What you are asked to do. Please find every line in the entries below that contains the string "HashSet", and copy it.

Material to process.
========================================================================

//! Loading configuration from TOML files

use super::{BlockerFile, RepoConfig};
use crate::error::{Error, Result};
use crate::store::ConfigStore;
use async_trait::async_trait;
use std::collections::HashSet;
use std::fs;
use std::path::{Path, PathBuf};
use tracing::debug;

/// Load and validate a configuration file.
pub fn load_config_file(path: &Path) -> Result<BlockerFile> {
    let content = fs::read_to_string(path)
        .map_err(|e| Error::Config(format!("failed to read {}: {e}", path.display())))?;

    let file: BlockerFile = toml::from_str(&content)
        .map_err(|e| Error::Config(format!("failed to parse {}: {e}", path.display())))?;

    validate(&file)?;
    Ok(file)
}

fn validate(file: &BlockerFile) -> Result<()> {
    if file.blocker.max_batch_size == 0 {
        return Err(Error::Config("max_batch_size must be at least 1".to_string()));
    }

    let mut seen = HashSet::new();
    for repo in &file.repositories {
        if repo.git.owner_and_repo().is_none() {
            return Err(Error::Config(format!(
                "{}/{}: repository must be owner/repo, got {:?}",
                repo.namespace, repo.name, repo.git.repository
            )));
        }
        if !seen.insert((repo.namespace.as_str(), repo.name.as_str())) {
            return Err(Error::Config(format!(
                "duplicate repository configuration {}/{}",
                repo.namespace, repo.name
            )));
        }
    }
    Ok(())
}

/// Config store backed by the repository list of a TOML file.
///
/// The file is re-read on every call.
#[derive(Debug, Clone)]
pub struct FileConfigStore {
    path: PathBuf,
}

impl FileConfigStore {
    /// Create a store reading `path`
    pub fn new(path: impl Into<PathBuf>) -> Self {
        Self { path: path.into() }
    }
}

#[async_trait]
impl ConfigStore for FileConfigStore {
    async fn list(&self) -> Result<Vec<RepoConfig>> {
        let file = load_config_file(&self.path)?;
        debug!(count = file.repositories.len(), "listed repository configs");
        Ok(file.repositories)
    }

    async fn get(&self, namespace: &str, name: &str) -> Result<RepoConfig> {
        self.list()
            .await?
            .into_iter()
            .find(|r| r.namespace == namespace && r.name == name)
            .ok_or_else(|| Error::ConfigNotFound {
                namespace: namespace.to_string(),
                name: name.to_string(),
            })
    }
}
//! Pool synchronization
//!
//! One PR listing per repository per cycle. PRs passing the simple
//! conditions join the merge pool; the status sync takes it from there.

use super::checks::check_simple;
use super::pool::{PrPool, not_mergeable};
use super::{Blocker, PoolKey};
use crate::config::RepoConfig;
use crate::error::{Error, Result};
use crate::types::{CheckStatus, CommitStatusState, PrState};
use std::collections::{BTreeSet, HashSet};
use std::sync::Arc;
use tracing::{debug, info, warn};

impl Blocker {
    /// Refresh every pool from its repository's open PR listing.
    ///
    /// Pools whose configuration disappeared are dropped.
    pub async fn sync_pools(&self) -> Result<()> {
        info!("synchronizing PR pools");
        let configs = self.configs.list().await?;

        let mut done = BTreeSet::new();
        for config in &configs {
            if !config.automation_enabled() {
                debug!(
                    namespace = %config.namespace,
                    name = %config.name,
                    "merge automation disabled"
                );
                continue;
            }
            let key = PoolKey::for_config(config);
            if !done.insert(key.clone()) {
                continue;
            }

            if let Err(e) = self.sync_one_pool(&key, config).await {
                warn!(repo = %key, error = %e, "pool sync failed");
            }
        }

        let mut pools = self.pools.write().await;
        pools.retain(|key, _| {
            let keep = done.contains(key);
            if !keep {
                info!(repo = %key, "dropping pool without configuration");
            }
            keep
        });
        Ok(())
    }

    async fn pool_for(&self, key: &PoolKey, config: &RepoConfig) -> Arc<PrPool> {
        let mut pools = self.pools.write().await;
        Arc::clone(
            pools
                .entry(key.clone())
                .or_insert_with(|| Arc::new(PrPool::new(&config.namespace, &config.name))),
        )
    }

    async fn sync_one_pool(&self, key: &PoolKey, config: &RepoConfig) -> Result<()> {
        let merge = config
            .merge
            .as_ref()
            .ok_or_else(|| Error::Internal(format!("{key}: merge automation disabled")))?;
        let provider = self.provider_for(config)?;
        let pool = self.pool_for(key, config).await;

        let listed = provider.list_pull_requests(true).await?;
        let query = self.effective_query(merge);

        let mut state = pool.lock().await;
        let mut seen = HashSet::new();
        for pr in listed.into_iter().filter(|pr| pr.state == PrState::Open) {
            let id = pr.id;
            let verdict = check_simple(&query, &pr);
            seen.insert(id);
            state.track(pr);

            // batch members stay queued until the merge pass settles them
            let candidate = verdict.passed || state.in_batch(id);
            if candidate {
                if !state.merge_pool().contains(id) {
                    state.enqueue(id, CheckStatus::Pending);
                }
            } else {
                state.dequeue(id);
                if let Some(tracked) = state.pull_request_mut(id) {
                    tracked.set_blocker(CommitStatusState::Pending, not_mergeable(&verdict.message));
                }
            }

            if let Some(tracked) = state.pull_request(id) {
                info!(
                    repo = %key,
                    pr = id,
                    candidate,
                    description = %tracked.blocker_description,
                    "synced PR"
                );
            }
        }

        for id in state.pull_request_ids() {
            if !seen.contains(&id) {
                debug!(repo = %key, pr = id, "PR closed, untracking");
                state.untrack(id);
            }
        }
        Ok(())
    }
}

========================================================================

Output for this exercise.
use std::collections::HashSet;
    let mut seen = HashSet::new();
use std::collections::{BTreeSet, HashSet};
        let mut seen = HashSet::new();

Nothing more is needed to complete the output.